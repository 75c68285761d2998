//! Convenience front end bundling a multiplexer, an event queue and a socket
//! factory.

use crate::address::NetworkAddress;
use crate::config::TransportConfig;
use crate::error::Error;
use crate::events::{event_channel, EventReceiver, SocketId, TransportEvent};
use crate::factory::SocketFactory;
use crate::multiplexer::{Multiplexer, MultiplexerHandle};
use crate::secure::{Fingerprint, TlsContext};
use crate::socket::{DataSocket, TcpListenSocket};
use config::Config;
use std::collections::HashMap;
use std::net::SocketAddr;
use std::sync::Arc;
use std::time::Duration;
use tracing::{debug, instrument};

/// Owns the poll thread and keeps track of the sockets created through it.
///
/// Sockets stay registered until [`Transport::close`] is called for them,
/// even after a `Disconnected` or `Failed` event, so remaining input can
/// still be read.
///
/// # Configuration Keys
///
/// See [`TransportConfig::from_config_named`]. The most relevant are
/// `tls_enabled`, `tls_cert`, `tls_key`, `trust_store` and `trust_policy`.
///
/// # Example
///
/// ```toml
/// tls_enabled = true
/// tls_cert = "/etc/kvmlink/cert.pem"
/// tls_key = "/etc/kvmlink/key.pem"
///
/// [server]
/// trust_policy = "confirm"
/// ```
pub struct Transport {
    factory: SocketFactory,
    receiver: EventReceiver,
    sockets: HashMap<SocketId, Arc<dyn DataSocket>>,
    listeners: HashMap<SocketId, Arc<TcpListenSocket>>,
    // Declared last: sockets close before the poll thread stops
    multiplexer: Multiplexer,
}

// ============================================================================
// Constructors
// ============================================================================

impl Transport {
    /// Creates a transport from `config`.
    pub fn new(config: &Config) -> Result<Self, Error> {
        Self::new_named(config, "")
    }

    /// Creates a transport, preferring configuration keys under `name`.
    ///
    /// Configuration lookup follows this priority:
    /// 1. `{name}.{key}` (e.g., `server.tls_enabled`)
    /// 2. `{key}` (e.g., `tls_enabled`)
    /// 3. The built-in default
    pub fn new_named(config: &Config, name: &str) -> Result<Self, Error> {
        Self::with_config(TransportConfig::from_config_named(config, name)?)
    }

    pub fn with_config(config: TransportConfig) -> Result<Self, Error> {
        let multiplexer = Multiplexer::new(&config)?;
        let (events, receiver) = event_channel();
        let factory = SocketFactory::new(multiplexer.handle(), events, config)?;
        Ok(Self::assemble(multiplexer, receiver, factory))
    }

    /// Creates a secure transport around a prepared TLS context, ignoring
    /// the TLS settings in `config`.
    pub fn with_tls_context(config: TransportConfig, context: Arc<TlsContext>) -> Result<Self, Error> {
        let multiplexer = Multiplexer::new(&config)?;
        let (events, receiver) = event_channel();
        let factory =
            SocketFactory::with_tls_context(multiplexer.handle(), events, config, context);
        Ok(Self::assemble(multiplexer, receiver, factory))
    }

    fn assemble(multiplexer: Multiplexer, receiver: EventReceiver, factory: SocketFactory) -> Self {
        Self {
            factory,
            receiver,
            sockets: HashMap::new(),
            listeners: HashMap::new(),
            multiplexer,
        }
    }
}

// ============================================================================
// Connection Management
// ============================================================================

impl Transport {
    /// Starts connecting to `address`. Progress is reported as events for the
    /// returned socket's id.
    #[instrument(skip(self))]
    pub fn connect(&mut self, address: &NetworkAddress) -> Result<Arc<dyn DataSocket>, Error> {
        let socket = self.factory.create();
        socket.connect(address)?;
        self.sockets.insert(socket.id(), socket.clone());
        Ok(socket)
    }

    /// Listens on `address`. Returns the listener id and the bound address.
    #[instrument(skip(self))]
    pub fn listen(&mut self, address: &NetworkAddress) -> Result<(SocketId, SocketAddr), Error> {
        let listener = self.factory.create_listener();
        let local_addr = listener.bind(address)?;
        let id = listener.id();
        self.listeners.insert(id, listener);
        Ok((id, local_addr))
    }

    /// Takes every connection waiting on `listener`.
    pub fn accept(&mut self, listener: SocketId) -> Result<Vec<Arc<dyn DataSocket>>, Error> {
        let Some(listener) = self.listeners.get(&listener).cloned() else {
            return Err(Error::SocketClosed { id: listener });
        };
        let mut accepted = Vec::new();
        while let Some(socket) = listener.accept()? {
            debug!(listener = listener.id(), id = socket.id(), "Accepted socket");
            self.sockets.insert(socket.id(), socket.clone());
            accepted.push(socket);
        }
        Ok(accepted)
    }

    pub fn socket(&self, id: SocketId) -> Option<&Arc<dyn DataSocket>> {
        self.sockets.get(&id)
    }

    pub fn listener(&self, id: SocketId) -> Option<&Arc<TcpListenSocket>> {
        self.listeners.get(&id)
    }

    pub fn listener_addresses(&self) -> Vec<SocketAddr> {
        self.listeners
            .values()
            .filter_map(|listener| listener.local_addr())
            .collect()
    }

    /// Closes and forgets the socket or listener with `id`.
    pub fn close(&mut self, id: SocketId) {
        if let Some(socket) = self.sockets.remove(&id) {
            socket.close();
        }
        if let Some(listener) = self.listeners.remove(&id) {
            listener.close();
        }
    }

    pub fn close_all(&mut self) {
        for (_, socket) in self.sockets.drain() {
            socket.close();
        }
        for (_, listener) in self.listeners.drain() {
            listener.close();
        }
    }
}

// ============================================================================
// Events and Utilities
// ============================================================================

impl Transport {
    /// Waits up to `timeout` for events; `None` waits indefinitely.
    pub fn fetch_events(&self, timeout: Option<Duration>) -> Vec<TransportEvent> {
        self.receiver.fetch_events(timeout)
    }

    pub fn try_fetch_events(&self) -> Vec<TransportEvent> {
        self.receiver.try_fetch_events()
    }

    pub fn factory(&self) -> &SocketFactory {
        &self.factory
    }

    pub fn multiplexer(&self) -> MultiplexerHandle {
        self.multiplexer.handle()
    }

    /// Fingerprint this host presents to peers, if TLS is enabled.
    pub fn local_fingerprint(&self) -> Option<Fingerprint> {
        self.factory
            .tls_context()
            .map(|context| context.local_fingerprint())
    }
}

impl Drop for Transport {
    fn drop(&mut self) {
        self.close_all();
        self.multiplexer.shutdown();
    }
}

===

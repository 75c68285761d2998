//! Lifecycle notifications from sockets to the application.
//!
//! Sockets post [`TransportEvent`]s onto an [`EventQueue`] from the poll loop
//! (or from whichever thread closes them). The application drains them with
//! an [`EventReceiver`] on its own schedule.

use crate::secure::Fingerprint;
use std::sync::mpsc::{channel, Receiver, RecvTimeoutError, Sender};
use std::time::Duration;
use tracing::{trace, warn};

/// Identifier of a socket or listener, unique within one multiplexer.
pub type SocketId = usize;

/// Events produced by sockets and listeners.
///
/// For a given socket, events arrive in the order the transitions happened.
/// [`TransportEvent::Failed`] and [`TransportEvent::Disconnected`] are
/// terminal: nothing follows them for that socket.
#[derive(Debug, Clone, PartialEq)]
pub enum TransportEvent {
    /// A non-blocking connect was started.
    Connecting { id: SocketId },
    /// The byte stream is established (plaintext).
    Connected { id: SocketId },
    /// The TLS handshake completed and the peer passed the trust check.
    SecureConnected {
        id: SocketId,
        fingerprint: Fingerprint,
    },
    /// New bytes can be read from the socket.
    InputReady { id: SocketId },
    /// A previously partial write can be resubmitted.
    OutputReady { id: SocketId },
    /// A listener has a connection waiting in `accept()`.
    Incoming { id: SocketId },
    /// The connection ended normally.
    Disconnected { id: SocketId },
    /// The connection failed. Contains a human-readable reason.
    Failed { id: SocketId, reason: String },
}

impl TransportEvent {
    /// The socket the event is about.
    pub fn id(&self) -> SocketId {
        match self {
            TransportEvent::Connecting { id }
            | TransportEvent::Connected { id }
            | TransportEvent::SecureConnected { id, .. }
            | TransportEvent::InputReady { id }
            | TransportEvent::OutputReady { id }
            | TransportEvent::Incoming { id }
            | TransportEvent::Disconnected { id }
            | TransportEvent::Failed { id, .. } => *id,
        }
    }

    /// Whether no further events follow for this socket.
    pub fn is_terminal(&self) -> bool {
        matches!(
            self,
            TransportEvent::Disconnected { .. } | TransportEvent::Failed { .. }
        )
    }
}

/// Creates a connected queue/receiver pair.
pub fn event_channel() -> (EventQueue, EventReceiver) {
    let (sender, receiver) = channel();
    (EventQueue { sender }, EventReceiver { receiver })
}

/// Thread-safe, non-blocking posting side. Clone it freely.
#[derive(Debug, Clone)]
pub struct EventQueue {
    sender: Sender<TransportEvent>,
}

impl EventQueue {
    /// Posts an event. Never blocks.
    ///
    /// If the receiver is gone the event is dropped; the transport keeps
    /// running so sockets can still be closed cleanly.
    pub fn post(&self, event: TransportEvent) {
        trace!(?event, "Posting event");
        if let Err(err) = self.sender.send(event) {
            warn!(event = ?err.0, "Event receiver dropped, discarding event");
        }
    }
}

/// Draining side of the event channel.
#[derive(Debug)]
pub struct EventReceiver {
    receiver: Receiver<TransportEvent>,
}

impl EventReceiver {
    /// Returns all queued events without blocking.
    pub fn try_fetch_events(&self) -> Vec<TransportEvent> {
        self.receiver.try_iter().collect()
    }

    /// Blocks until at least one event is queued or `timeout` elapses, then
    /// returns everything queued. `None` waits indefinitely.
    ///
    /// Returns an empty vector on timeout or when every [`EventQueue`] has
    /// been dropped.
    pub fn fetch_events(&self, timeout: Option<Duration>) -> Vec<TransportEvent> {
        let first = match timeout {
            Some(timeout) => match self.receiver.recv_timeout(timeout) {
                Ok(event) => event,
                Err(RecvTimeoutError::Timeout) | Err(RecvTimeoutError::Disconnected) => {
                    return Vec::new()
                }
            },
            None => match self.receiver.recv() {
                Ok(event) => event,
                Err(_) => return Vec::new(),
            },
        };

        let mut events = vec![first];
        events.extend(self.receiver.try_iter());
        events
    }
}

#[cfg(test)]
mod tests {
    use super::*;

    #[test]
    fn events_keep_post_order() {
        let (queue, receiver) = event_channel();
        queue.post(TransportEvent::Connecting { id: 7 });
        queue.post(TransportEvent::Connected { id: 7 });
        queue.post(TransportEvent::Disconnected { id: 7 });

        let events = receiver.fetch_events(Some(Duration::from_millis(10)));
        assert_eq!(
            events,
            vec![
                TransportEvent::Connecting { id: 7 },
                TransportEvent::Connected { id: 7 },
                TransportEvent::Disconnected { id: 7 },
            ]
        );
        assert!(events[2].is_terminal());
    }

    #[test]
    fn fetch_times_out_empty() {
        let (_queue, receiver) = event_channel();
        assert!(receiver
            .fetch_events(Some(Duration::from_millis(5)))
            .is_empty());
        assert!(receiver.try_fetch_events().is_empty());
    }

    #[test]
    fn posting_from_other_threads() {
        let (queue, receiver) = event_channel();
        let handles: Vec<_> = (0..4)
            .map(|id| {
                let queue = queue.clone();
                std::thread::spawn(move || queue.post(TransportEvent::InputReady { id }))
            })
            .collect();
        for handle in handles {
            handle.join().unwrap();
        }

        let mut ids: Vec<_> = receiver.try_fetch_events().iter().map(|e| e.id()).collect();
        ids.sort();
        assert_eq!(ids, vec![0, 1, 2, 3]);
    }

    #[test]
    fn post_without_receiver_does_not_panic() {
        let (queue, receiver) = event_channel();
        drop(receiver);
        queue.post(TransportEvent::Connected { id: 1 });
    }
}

===

Filter the records above and copy every line that contains the word "RecvTimeoutError".

use std::sync::mpsc::{channel, Receiver, RecvTimeoutError, Sender};
                Err(RecvTimeoutError::Timeout) | Err(RecvTimeoutError::Disconnected) => {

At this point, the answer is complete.